Efforts to ban or significantly limit abortion in Florida have long been a fractious endeavor: Though legislators have filed bills nearly every year in the last decade seeking to restrict or prohibit the procedure, they have been met with at best limited success.
This year, with a new governor and three new conservative justices he has appointed to the state Supreme Court, some lawmakers are hoping a proposal to significantly limit when abortions can be done might help sway colleagues into supporting the bill.
HB 235 and SB 792, filed by Rep. Mike Hill of Pensacola and Sen. Dennis Baxley of Ocala — both Republicans — would ban abortions once a fetal heartbeat can be detected via vaginal ultrasound, which can be as early as six weeks. The proposed “heartbeat” bill has been taken up — and in some cases passed — in a handful of other states, though those that have passed and been signed have drawn legal challenges, notably North Dakota’s, struck down by the U.S. Supreme Court in 2015.
Hill and Baxley say that the new conservative justices at the state and federal level might make the courts more friendly to reconsidering the existing standards permitting abortion — and that a legal challenge is indeed necessary to change state and federal law. It is another example of how lawmakers are increasingly looking to the courts to help advance their policy agenda, and how a friendlier bench on the high court has emboldened them to revive perennial issues.
“I think it requires being challenged, if it’s to pass, if it’s to change the big picture,” said Baxley, adding: “I don’t think it’ll have a problem attracting one.”
Abortions can currently be performed in Florida up to 24 weeks, in accordance with state and federal law, including the U.S. Supreme Court Roe v. Wade decision in 1973 that prohibits an “undue burden” on abortions before a fetus is viable.
Gov. Ron DeSantis, when campaigning, said he would support and sign a fetal heartbeat bill if it crossed his desk. But to get there, the bill would have to clear the long-running legislative hesitation to tackle the issue. The bill is not a top legislative priority and though it has been assigned to committees, both bills are still awaiting a hearing.
Though some legislators have tried for several years in Tallahassee to either ban or restrict abortion, significant limitations on when abortions can be performed during a pregnancy have failed in the past. Some bills filed in recent years to ban abortions outright have failed to clear legislative committees or be heard at all.
Most of the bills that have passed on abortion have instituted restrictions on what is required to obtain or perform the procedure. A 2016 bill that would have instituted waiting periods before obtaining abortions, for example, almost immediately drew a tangled, ongoing challenge.
And even if conservative justices might seem more inclined to take up a banner issue like abortion, they may be reluctant to so dramatically change existing precedent immediately.

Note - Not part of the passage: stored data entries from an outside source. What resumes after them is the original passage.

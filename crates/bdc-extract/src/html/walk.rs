//! Header detection, column roles and the carry-forward row walk.
//!
//! Schedules come in two layouts: one row per holding, or a company row
//! followed by several detail rows. Both are handled by carrying the most
//! recent company name forward until another qualifying name appears.

use bdc_core::{BdcError, Result, clean_company_name};

use super::amount::{ScaleDetection, detect_scale, parse_dollar_amount, parse_percentage};

const SKIP_PATTERNS: [&str; 4] = ["total", "subtotal", "investments", "affiliate"];
const MIN_NAME_LEN: usize = 3;

/// Contiguous columns covered by one header cell.
#[derive(Clone, Copy, Debug, PartialEq, Eq)]
pub struct ColumnSpan {
    /// First column index.
    pub start: usize,
    /// Number of columns.
    pub len: usize,
}

impl ColumnSpan {
    fn cells<'a>(&self, row: &'a [String]) -> impl Iterator<Item = &'a str> {
        row.iter()
            .skip(self.start)
            .take(self.len)
            .map(String::as_str)
    }

    fn text(&self, row: &[String]) -> Option<String> {
        self.cells(row)
            .map(str::trim)
            .find(|c| !c.is_empty())
            .map(str::to_string)
    }

    fn amount(&self, row: &[String]) -> Option<f64> {
        self.cells(row).find_map(parse_dollar_amount)
    }

    fn percentage(&self, row: &[String]) -> Option<f64> {
        self.cells(row).find_map(parse_percentage)
    }
}

/// Column assignment for each recognized header role.
#[derive(Clone, Copy, Debug, Default, PartialEq, Eq)]
pub struct ColumnRoles {
    /// Portfolio company name.
    pub company: Option<ColumnSpan>,
    /// Business description.
    pub description: Option<ColumnSpan>,
    /// Investment type.
    pub investment_type: Option<ColumnSpan>,
    /// Principal amount.
    pub principal: Option<ColumnSpan>,
    /// Amortized cost.
    pub cost: Option<ColumnSpan>,
    /// Fair value.
    pub fair_value: Option<ColumnSpan>,
    /// Percentage of net assets.
    pub pct_net_assets: Option<ColumnSpan>,
}

impl ColumnRoles {
    /// Assigns roles from a header row, left to right.
    ///
    /// Each header cell is tested against the roles in a fixed order and
    /// takes the first role it matches; only the first column for a role is
    /// kept. Repeated cells (from column spans) extend that column's span.
    #[must_use]
    pub fn from_header(header: &[String]) -> Self {
        let mut roles = Self::default();
        let mut i = 0;

        while i < header.len() {
            let text = header[i].to_lowercase();
            let len = header[i..].iter().take_while(|h| **h == header[i]).count();
            let span = Some(ColumnSpan { start: i, len });
            i += len;

            if text.contains("company") {
                roles.company = roles.company.or(span);
            } else if text.contains("business") || text.contains("description") {
                roles.description = roles.description.or(span);
            } else if text.contains("investment") {
                roles.investment_type = roles.investment_type.or(span);
            } else if text.contains("principal") {
                roles.principal = roles.principal.or(span);
            } else if text.contains("cost") {
                roles.cost = roles.cost.or(span);
            } else if text.contains("fair value") {
                roles.fair_value = roles.fair_value.or(span);
            } else if text.contains("net assets") {
                roles.pct_net_assets = roles.pct_net_assets.or(span);
            }
        }

        roles
    }

    fn amount_spans(&self) -> impl Iterator<Item = ColumnSpan> {
        [self.fair_value, self.cost, self.principal].into_iter().flatten()
    }
}

/// Index of the header row among the first `max_rows` rows.
///
/// The header is the first row whose text mentions both "company" and
/// "fair value".
#[must_use]
pub fn find_header_row(rows: &[Vec<String>], max_rows: usize) -> Option<usize> {
    rows.iter().take(max_rows).position(|row| {
        let text = row.join(" ").to_lowercase();
        text.contains("company") && text.contains("fair value")
    })
}

/// Carry-forward state of the row walk.
#[derive(Clone, Debug, Default, PartialEq, Eq)]
pub enum WalkState {
    /// No company row seen yet.
    #[default]
    NoCompany,
    /// The most recent qualifying company row.
    HasCompany {
        /// Cleaned company name.
        name: String,
        /// Description from the same row, if any.
        description: Option<String>,
    },
}

fn is_skip_row(name: &str) -> bool {
    let lowered = name.to_lowercase();
    SKIP_PATTERNS.iter().any(|p| lowered.contains(p))
}

impl WalkState {
    /// Transitions on a row's company cell.
    ///
    /// A non-empty name of at least three characters that is not a subtotal
    /// or section label replaces the current company and its description.
    #[must_use]
    pub fn advance(self, row: &[String], roles: &ColumnRoles) -> Self {
        let Some(raw) = roles.company.and_then(|span| span.text(row)) else {
            return self;
        };
        if raw.chars().count() < MIN_NAME_LEN || is_skip_row(&raw) {
            return self;
        }

        let description = roles
            .description
            .and_then(|span| span.text(row))
            .filter(|d| d.chars().count() >= MIN_NAME_LEN);

        Self::HasCompany {
            name: clean_company_name(&raw),
            description,
        }
    }
}

/// One holding row, amounts already converted to dollars.
#[derive(Clone, Debug, PartialEq)]
pub struct HtmlHolding {
    /// Carried-forward company name.
    pub company_name: String,
    /// Carried-forward business description.
    pub business_description: Option<String>,
    /// Investment type text from this row.
    pub investment_type: Option<String>,
    /// Principal in dollars.
    pub principal: Option<f64>,
    /// Cost in dollars.
    pub cost: Option<f64>,
    /// Fair value in dollars.
    pub fair_value: Option<f64>,
    /// Percentage of net assets, as disclosed.
    pub pct_net_assets: Option<f64>,
}

/// Result of walking one parsed table.
#[derive(Clone, Debug, PartialEq)]
pub struct TableWalk {
    /// Holdings in row order.
    pub holdings: Vec<HtmlHolding>,
    /// Scale applied to the table's amounts.
    pub scale: ScaleDetection,
}

/// Walks a parsed table and emits one holding per qualifying row.
///
/// Fails when no header row is found within `header_rows` rows or the
/// header has no company column.
pub fn walk_table(rows: &[Vec<String>], header_rows: usize, sample_rows: usize) -> Result<TableWalk> {
    let header_idx = find_header_row(rows, header_rows).ok_or_else(|| {
        BdcError::Parse(format!("No header row in the first {header_rows} rows"))
    })?;
    let roles = ColumnRoles::from_header(&rows[header_idx]);
    if roles.company.is_none() {
        return Err(BdcError::Parse("Header row has no company column".to_string()));
    }

    let data = &rows[header_idx + 1..];
    let samples: Vec<f64> = data
        .iter()
        .take(sample_rows)
        .flat_map(|row| roles.amount_spans().filter_map(|span| span.amount(row)))
        .collect();
    let scale = detect_scale(&samples);
    let multiplier = scale.scale.multiplier();
    let scaled = |span: Option<ColumnSpan>, row: &[String]| {
        span.and_then(|s| s.amount(row)).map(|v| v * multiplier)
    };

    let (_, holdings) = data.iter().fold(
        (WalkState::NoCompany, Vec::new()),
        |(state, mut holdings), row| {
            let state = state.advance(row, &roles);

            let principal = scaled(roles.principal, row);
            let cost = scaled(roles.cost, row);
            let fair_value = scaled(roles.fair_value, row);
            let has_values = principal.is_some() || cost.is_some() || fair_value.is_some();

            if let WalkState::HasCompany { name, description } = &state
                && has_values
            {
                holdings.push(HtmlHolding {
                    company_name: name.clone(),
                    business_description: description.clone(),
                    investment_type: roles.investment_type.and_then(|s| s.text(row)),
                    principal,
                    cost,
                    fair_value,
                    pct_net_assets: roles.pct_net_assets.and_then(|s| s.percentage(row)),
                });
            }
            (state, holdings)
        },
    );

    Ok(TableWalk { holdings, scale })
}

#[cfg(test)]
mod tests {
    use super::*;
    use crate::html::amount::ValueScale;

    fn row(cells: &[&str]) -> Vec<String> {
        cells.iter().map(|c| c.to_string()).collect()
    }

    #[test]
    fn test_header_detection_limited_to_first_rows() {
        let rows = vec![
            row(&["Schedule"]),
            row(&["(in thousands)"]),
            row(&["Portfolio Company", "Fair Value"]),
        ];
        assert_eq!(find_header_row(&rows, 3), Some(2));
        assert_eq!(find_header_row(&rows, 2), None);
    }

    #[test]
    fn test_first_column_wins_and_spans() {
        let header = row(&[
            "Portfolio Company",
            "Business Description",
            "Type of Investment",
            "Principal",
            "Amortized Cost",
            "Fair Value",
            "Fair Value",
            "% of Net Assets",
            "Fair Value",
        ]);
        let roles = ColumnRoles::from_header(&header);
        assert_eq!(roles.company, Some(ColumnSpan { start: 0, len: 1 }));
        assert_eq!(roles.description.map(|s| s.start), Some(1));
        assert_eq!(roles.investment_type.map(|s| s.start), Some(2));
        assert_eq!(roles.principal.map(|s| s.start), Some(3));
        assert_eq!(roles.cost.map(|s| s.start), Some(4));
        assert_eq!(roles.fair_value, Some(ColumnSpan { start: 5, len: 2 }));
        assert_eq!(roles.pct_net_assets.map(|s| s.start), Some(7));
    }

    #[test]
    fn test_state_transitions() {
        let roles = ColumnRoles::from_header(&row(&["Company", "Business Description", "Fair Value"]));
        let state = WalkState::NoCompany.advance(&row(&["Acme Inc. (3)", "Software", "1"]), &roles);
        assert_eq!(
            state,
            WalkState::HasCompany {
                name: "Acme Inc.".to_string(),
                description: Some("Software".to_string()),
            }
        );

        let kept = state.clone().advance(&row(&["Total Investments", "", "5"]), &roles);
        assert_eq!(kept, state);
        let kept = state.clone().advance(&row(&["", "", "5"]), &roles);
        assert_eq!(kept, state);
        let kept = state.clone().advance(&row(&["AB", "", "5"]), &roles);
        assert_eq!(kept, state);
    }

    #[test]
    fn test_walk_company_then_detail_rows() {
        let rows = vec![
            row(&["Company", "Investment", "Principal", "Cost", "Fair Value"]),
            row(&["Acme LLC", "", "", "", ""]),
            row(&["", "First Lien Loan", "100", "99", "98"]),
            row(&["", "Common Stock", "", "10", "12"]),
            row(&["Subtotal Acme", "", "", "109", "110"]),
            row(&["Beta Inc.", "Term Loan", "200", "(5)", "190"]),
        ];
        let walk = walk_table(&rows, 3, 50).unwrap();
        assert_eq!(walk.scale.scale, ValueScale::Millions);
        assert_eq!(walk.holdings.len(), 4);

        let first = &walk.holdings[0];
        assert_eq!(first.company_name, "Acme LLC");
        assert_eq!(first.investment_type.as_deref(), Some("First Lien Loan"));
        assert_eq!(first.fair_value, Some(98_000_000.0));

        // Subtotal rows keep the current company.
        assert_eq!(walk.holdings[2].company_name, "Acme LLC");
        assert_eq!(walk.holdings[3].company_name, "Beta Inc.");
        assert_eq!(walk.holdings[3].cost, Some(-5_000_000.0));
    }

    #[test]
    fn test_rows_before_first_company_are_dropped() {
        let rows = vec![
            row(&["Company", "Fair Value"]),
            row(&["", "5000"]),
            row(&["Acme Corp.", "4000"]),
        ];
        let walk = walk_table(&rows, 3, 50).unwrap();
        assert_eq!(walk.holdings.len(), 1);
        assert_eq!(walk.holdings[0].fair_value, Some(4_000_000.0));
    }

    #[test]
    fn test_reject_table_without_header() {
        let rows = vec![row(&["Total", "1"]), row(&["Net assets", "2"])];
        assert!(walk_table(&rows, 3, 50).is_err());
    }
}
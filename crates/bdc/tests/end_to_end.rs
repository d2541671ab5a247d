//! Two filers through the pipeline into one database, then overlap analytics.

use async_trait::async_trait;
use bdc::analytics::{HoldingsMatrix, MatrixValue, PositionRow, write_common_holdings};
use bdc::extract::INVESTMENT_IDENTIFIER_AXIS;
use bdc::{
    BdcError, ExtractionStrategy, FactSet, FilerRef, FilingDescriptor, FilingSource, FormType, Job,
    JobStatus, Pipeline, PipelineConfig, PortfolioDatabase, Result, TaggedFact, XbrlContext,
};
use chrono::NaiveDate;
use std::sync::Arc;

#[derive(Debug)]
struct FixtureSource;

fn holding(ctx: &str, label: &str, fair_value: f64) -> (XbrlContext, TaggedFact) {
    (
        XbrlContext::new(ctx).with_dimension(INVESTMENT_IDENTIFIER_AXIS, label),
        TaggedFact::new("us-gaap:InvestmentOwnedAtFairValue", fair_value.to_string(), ctx)
            .with_numeric(fair_value),
    )
}

#[async_trait]
impl FilingSource for FixtureSource {
    fn name(&self) -> &str {
        "fixture"
    }

    async fn find_filing(
        &self,
        filer: &FilerRef,
        form: FormType,
        fiscal_year: Option<i32>,
    ) -> Result<FilingDescriptor> {
        let cik = match filer.as_str() {
            "ARCC" => "1287750",
            "FSK" => "1422183",
            other => {
                return Err(BdcError::FilingNotFound {
                    filer: other.to_string(),
                    form: form.to_string(),
                    year: fiscal_year,
                });
            }
        };
        Ok(FilingDescriptor {
            cik: cik.to_string(),
            accession_number: format!("000{cik}-25-000001"),
            filing_date: NaiveDate::from_ymd_opt(2025, 2, 26).unwrap(),
            form: form.to_string(),
            report_date: NaiveDate::from_ymd_opt(2024, 12, 31),
            primary_document: None,
        })
    }

    async fn facts(&self, filing: &FilingDescriptor) -> Result<FactSet> {
        let holdings = if filing.cik == "1287750" {
            vec![
                holding("a1", "Acme Inc, Software 1", 100.0),
                holding("a2", "Beta Holdings LLC, Energy 1", 40.0),
            ]
        } else {
            vec![
                holding("f1", "Acme Corp, Software 1", 60.0),
                holding("f2", "Gamma Co, Healthcare 1", 25.0),
            ]
        };
        let (contexts, facts): (Vec<_>, Vec<_>) = holdings.into_iter().unzip();
        Ok(FactSet::new(facts, contexts))
    }

    async fn document(&self, _filing: &FilingDescriptor) -> Result<String> {
        Ok(String::new())
    }
}

#[tokio::test]
async fn test_pipeline_to_overlap() {
    let config = PipelineConfig {
        strategy: ExtractionStrategy::Xbrl,
        ..Default::default()
    };
    let db = Arc::new(PortfolioDatabase::in_memory().unwrap());
    let pipeline = Pipeline::new(Arc::new(FixtureSource), Arc::clone(&db), config);

    let jobs = Job::matrix(&["arcc".to_string(), "fsk".to_string(), "nope".to_string()], &[]);
    let summary = pipeline.run(&jobs).await;
    assert_eq!(summary.successes().count(), 2);
    assert_eq!(summary.outcomes[2].status, JobStatus::NoData);
    assert_eq!(summary.holdings_extracted(), 4);

    let counts = db.counts().unwrap();
    assert_eq!(counts.filers, 2);
    assert_eq!(counts.companies, 3);
    assert_eq!(counts.investments, 4);

    let overlap = db.overlap_companies(NaiveDate::from_ymd_opt(2024, 12, 31)).unwrap();
    assert_eq!(overlap.len(), 1);
    assert_eq!(overlap[0].company, "acme");
    assert_eq!(overlap[0].holders, vec!["ARCC".to_string(), "FSK".to_string()]);
    assert!((overlap[0].total_fair_value - 160.0).abs() < 1e-9);

    let holdings = db
        .holdings(NaiveDate::from_ymd_opt(2024, 12, 31))
        .unwrap();
    let rows: Vec<PositionRow> = holdings.iter().map(PositionRow::from).collect();
    let matrix = HoldingsMatrix::build(&rows, MatrixValue::Presence);
    assert_eq!(matrix.filers(), ["ARCC".to_string(), "FSK".to_string()]);
    assert_eq!(matrix.overlap_matrix().shared("ARCC", "FSK"), Some(1));

    let mut csv = Vec::new();
    write_common_holdings(&mut csv, &matrix.common_holdings(2)).unwrap();
    assert_eq!(
        String::from_utf8(csv).unwrap(),
        "company,holder_count,holders\nacme,2,\"ARCC, FSK\"\n"
    );

    // A second run writes nothing new.
    let rerun = pipeline.run(&jobs[..2]).await;
    assert!(rerun.outcomes.iter().all(|o| o.inserted == 0 && o.skipped == 2));
}
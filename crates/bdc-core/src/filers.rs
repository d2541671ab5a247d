//! Registry of well-known BDC filers.

use serde::Serialize;

/// Static description of a known filer.
#[derive(Clone, Copy, Debug, PartialEq, Eq, Serialize)]
pub struct KnownFiler {
    /// Exchange ticker.
    pub ticker: &'static str,
    /// SEC Central Index Key.
    pub cik: u64,
    /// Registered name.
    pub name: &'static str,
    /// Whether recent filings tag the schedule with investment identifier dimensions.
    pub xbrl_compliant: bool,
}

impl KnownFiler {
    /// CIK as a string without leading zeros.
    #[must_use]
    pub fn cik_string(&self) -> String {
        self.cik.to_string()
    }
}

const fn filer(ticker: &'static str, cik: u64, name: &'static str, xbrl_compliant: bool) -> KnownFiler {
    KnownFiler {
        ticker,
        cik,
        name,
        xbrl_compliant,
    }
}

/// Publicly traded BDCs the pipeline knows how to locate.
pub const KNOWN_FILERS: &[KnownFiler] = &[
    filer("ARCC", 1_287_750, "Ares Capital Corporation", true),
    filer("FSK", 1_422_183, "FS KKR Capital Corp", true),
    filer("BXSL", 1_736_035, "Blackstone Secured Lending Fund", false),
    filer("ORCC", 1_655_888, "Blue Owl Capital Corp", false),
    filer("GBDC", 1_476_765, "Golub Capital BDC Inc", false),
    filer("PSEC", 1_287_032, "Prospect Capital Corporation", true),
    filer("MAIN", 1_396_440, "Main Street Capital Corporation", true),
    filer("HTGC", 1_280_784, "Hercules Capital Inc", false),
    filer("NMFC", 1_496_099, "New Mountain Finance Corporation", true),
    filer("OCSL", 1_414_932, "Oaktree Specialty Lending Corporation", true),
    filer("TPVG", 1_580_345, "TriplePoint Venture Growth BDC Corp", false),
    filer("TRIN", 1_760_542, "Trinity Capital Inc", false),
    filer("CSWC", 18_349, "Capital Southwest Corporation", true),
    filer("GLAD", 1_284_812, "Gladstone Capital Corporation", true),
    filer("GAIN", 1_284_806, "Gladstone Investment Corporation", true),
    filer("FDUS", 1_487_918, "Fidus Investment Corporation", true),
    filer("PNNT", 1_417_286, "PennantPark Investment Corporation", false),
    filer("PFLT", 1_418_076, "PennantPark Floating Rate Capital Ltd", false),
    filer("SLRC", 1_468_174, "SLR Investment Corp", false),
    filer("TCPC", 1_393_881, "BlackRock TCP Capital Corp", false),
];

/// Looks up a known filer by ticker (case-insensitive).
#[must_use]
pub fn lookup_filer(ticker: &str) -> Option<&'static KnownFiler> {
    KNOWN_FILERS
        .iter()
        .find(|f| f.ticker.eq_ignore_ascii_case(ticker.trim()))
}

/// Looks up a known filer by CIK.
#[must_use]
pub fn lookup_filer_by_cik(cik: u64) -> Option<&'static KnownFiler> {
    KNOWN_FILERS.iter().find(|f| f.cik == cik)
}

/// Tickers whose filings carry investment identifier dimensions.
pub fn xbrl_compliant_tickers() -> impl Iterator<Item = &'static str> {
    KNOWN_FILERS
        .iter()
        .filter(|f| f.xbrl_compliant)
        .map(|f| f.ticker)
}

#[cfg(test)]
mod tests {
    use super::*;

    #[test]
    fn test_lookup() {
        let arcc = lookup_filer("arcc").unwrap();
        assert_eq!(arcc.cik, 1_287_750);
        assert_eq!(arcc.cik_string(), "1287750");
        assert_eq!(lookup_filer_by_cik(18_349).unwrap().ticker, "CSWC");
        assert!(lookup_filer("XXXX").is_none());
    }

    #[test]
    fn test_registry_shape() {
        assert_eq!(KNOWN_FILERS.len(), 20);
        assert_eq!(xbrl_compliant_tickers().count(), 10);
    }
}
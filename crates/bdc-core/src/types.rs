//! Core data types for portfolio holdings.
//!
//! This module defines the canonical record every extraction path produces:
//!
//! - [`AssetClass`] - Debt / Equity / Unknown
//! - [`AffiliationCategory`] - the issuer's affiliation with the filer
//! - [`RecordSource`] - which disclosure format a record came from
//! - [`InvestmentRecord`] - one disclosed holding line item

use chrono::NaiveDate;
use serde::{Deserialize, Deserializer, Serialize};
use std::fmt;
use std::str::FromStr;

use crate::error::BdcError;

/// Asset class of a single position.
#[derive(Clone, Copy, Debug, Default, PartialEq, Eq, Hash, PartialOrd, Ord, Serialize, Deserialize)]
pub enum AssetClass {
    /// Loans, notes, bonds and other credit instruments.
    Debt,
    /// Stock, units, warrants and other ownership interests.
    Equity,
    /// Neither the investment type nor field presence gave a signal.
    #[default]
    Unknown,
}

impl AssetClass {
    /// Returns the display label used in storage and interchange.
    #[must_use]
    pub const fn as_str(&self) -> &'static str {
        match self {
            Self::Debt => "Debt",
            Self::Equity => "Equity",
            Self::Unknown => "Unknown",
        }
    }
}

impl fmt::Display for AssetClass {
    fn fmt(&self, f: &mut fmt::Formatter<'_>) -> fmt::Result {
        f.write_str(self.as_str())
    }
}

impl FromStr for AssetClass {
    type Err = BdcError;

    fn from_str(s: &str) -> Result<Self, Self::Err> {
        match s {
            "Debt" => Ok(Self::Debt),
            "Equity" => Ok(Self::Equity),
            "Unknown" => Ok(Self::Unknown),
            other => Err(BdcError::Parse(format!("Invalid asset class: {other}"))),
        }
    }
}

/// Affiliation of a portfolio company with the reporting filer.
#[derive(Clone, Copy, Debug, Default, PartialEq, Eq, Hash, Serialize, Deserialize)]
pub enum AffiliationCategory {
    /// No affiliation signal found, or explicitly unaffiliated.
    #[default]
    Unaffiliated,
    /// Affiliated issuer without a control qualifier.
    Affiliate,
    /// Affiliated but not controlled.
    #[serde(rename = "Non-Controlled Affiliate")]
    NonControlledAffiliate,
    /// Controlled affiliate.
    #[serde(rename = "Controlled Affiliate")]
    ControlledAffiliate,
}

impl AffiliationCategory {
    /// Returns the display label used in storage and interchange.
    #[must_use]
    pub const fn as_str(&self) -> &'static str {
        match self {
            Self::Unaffiliated => "Unaffiliated",
            Self::Affiliate => "Affiliate",
            Self::NonControlledAffiliate => "Non-Controlled Affiliate",
            Self::ControlledAffiliate => "Controlled Affiliate",
        }
    }
}

impl fmt::Display for AffiliationCategory {
    fn fmt(&self, f: &mut fmt::Formatter<'_>) -> fmt::Result {
        f.write_str(self.as_str())
    }
}

impl FromStr for AffiliationCategory {
    type Err = BdcError;

    fn from_str(s: &str) -> Result<Self, Self::Err> {
        match s {
            "Unaffiliated" => Ok(Self::Unaffiliated),
            "Affiliate" => Ok(Self::Affiliate),
            "Non-Controlled Affiliate" => Ok(Self::NonControlledAffiliate),
            "Controlled Affiliate" => Ok(Self::ControlledAffiliate),
            other => Err(BdcError::Parse(format!("Invalid affiliation category: {other}"))),
        }
    }
}

/// Disclosure format a record was extracted from.
#[derive(Clone, Copy, Debug, Default, PartialEq, Eq, Hash, Serialize, Deserialize)]
pub enum RecordSource {
    /// Tagged XBRL facts grouped by investment identifier.
    #[default]
    Xbrl,
    /// Raw HTML Schedule of Investments tables.
    Html,
}

impl FromStr for RecordSource {
    type Err = BdcError;

    fn from_str(s: &str) -> Result<Self, Self::Err> {
        match s.to_ascii_lowercase().as_str() {
            "xbrl" => Ok(Self::Xbrl),
            "html" => Ok(Self::Html),
            other => Err(BdcError::Parse(format!("Invalid record source: {other}"))),
        }
    }
}

// Empty or unrecognized labels fall back to the default variant so partially
// populated interchange files still load.
fn lenient<'de, D, T>(deserializer: D) -> Result<T, D::Error>
where
    D: Deserializer<'de>,
    T: FromStr + Default,
{
    let raw = Option::<String>::deserialize(deserializer)?;
    Ok(raw.and_then(|s| s.trim().parse().ok()).unwrap_or_default())
}

/// One disclosed holding line item for one filer, one portfolio company,
/// one reporting period.
///
/// Monetary fields are in dollars. Every optional field is `None` when the
/// disclosure did not supply it; the interchange CSV writes those as empty
/// cells.
#[derive(Clone, Debug, Default, PartialEq, Serialize, Deserialize)]
#[serde(default)]
pub struct InvestmentRecord {
    /// Opaque identifier from the source context, or a synthesized key for HTML rows.
    pub investment_id: String,
    /// Reporting filer's name.
    pub filer_name: Option<String>,
    /// Reporting filer's CIK.
    pub filer_cik: Option<String>,
    /// Portfolio company name as disclosed (cleaned, case preserved).
    pub company_name: String,
    /// Business description, when the schedule carries one.
    pub business_description: Option<String>,
    /// Investment type, free text or enumerated label.
    pub investment_type: Option<String>,
    /// Industry label as disclosed.
    pub industry: Option<String>,
    /// Debt / Equity / Unknown.
    #[serde(deserialize_with = "lenient")]
    pub asset_class: AssetClass,
    /// Affiliation category, Unaffiliated when no signal was found.
    #[serde(deserialize_with = "lenient")]
    pub affiliation_category: AffiliationCategory,
    /// Fair value in dollars.
    pub fair_value: Option<f64>,
    /// Amortized cost in dollars.
    pub cost: Option<f64>,
    /// Principal amount in dollars (debt only).
    pub principal: Option<f64>,
    /// Share or unit count (equity only).
    pub shares: Option<f64>,
    /// All-in interest rate.
    pub interest_rate: Option<f64>,
    /// Variable rate type (e.g. SOFR).
    pub rate_type: Option<String>,
    /// Spread over the reference rate.
    pub spread: Option<f64>,
    /// Reference rate floor.
    pub floor: Option<f64>,
    /// Paid-in-kind rate.
    pub pik_rate: Option<f64>,
    /// Cash-pay rate.
    pub cash_rate: Option<f64>,
    /// Maturity date.
    pub maturity_date: Option<NaiveDate>,
    /// Acquisition date.
    pub acquisition_date: Option<NaiveDate>,
    /// Percentage of the filer's net assets.
    pub pct_net_assets: Option<f64>,
    /// Restricted security flag.
    pub is_restricted: Option<bool>,
    /// Valued with significant unobservable inputs.
    pub is_level3: Option<bool>,
    /// Non-income producing flag.
    pub is_non_income: Option<bool>,
    /// Reporting period end.
    pub period_end: Option<NaiveDate>,
    /// Disclosure format this record came from.
    #[serde(deserialize_with = "lenient")]
    pub source: RecordSource,
}

impl InvestmentRecord {
    /// Creates a record with the required identity fields.
    #[must_use]
    pub fn new(investment_id: impl Into<String>, company_name: impl Into<String>) -> Self {
        Self {
            investment_id: investment_id.into(),
            company_name: company_name.into(),
            ..Default::default()
        }
    }

    /// Attaches the reporting filer.
    #[must_use]
    pub fn with_filer(mut self, name: impl Into<String>, cik: Option<String>) -> Self {
        self.filer_name = Some(name.into());
        self.filer_cik = cik;
        self
    }

    /// Returns true if any of fair value, cost or principal is present.
    #[must_use]
    pub const fn has_values(&self) -> bool {
        self.fair_value.is_some() || self.cost.is_some() || self.principal.is_some()
    }

    /// Unrealized gain or loss (fair value minus cost), if both are known.
    #[must_use]
    pub fn unrealized_gain_loss(&self) -> Option<f64> {
        match (self.fair_value, self.cost) {
            (Some(fv), Some(cost)) => Some(fv - cost),
            _ => None,
        }
    }
}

“On an intensely political issue like abortion, I think it’s not likely most judges want to look like they completely overhauled the law without some kind of buildup,” said Florida State University professor Mary Ziegler, who has written on reproductive law. She added that “overturning everything quickly” might be perceived as a threat to the “institutional legitimacy of the court” and make them look more partisan.
“I think that there’s obviously always been an appetite for bills like this because many abortion opponents see abortion as violent and homicide,” she added. “Whether you can have that much social change in that short a time is still a pretty open question.”
But pro-choice opponents to the bill are nevertheless alarmed, and have taken particular issue with the fact that many women do not learn they are pregnant that early. They say such an early bar for performing abortions would amount to a wholesale ban on the procedure.
“In terms of this year, yes, there is definitely a heightened concern,” said Laura Goodhue, executive director of the Florida Alliance of Planned Parenthood Affiliates. “This is a bill that would take a woman’s options away before she even knows she’s pregnant — we do see this as one of the most extreme attempts. … There’s definitely clear precedent that this is unconstitutional.”
A less aggressive abortion bill filed this year, SB 558, would ban abortions after 20 weeks, said Sen. Joe Gruters, R-Sarasota, who filed the legislation. But that bill has no House sponsor, which likely dooms its chances of passage without a companion in the opposite chamber.
“A lot of times people want the all-or-nothing deal, in politics today,” Gruters said, noting he’d vote for the heartbeat bill if it came before him. “I just don’t think it’s going to pass.”
He said he was hopeful that the new judicial landscape might persuade lawmakers who had otherwise considered bills on abortion to be dead on arrival to support some kind of legislation, but cast his legislation as a more incremental and more likely to be successful approach, citing the Legislature’s recent reticence to pass aggressive limitations.
Gruters, who chairs the state Republican Party, also noted that controversial issues like abortion, which he said are not broadly top priorities for voters, make it “hard to justify all the members take some of these difficult votes.”
“I don’t know if there’s a strong push to have any of these bills heard this cycle.”
But Baxley, the heartbeat bill’s sponsor, said he was still hoping fellow lawmakers would consider the bill.
“People didn’t want to talk about it, I understand that. It’s hard to ask your fellow members when things are very divisive in their community to vote for something like this, but at the same time, that’s what leading is all about.”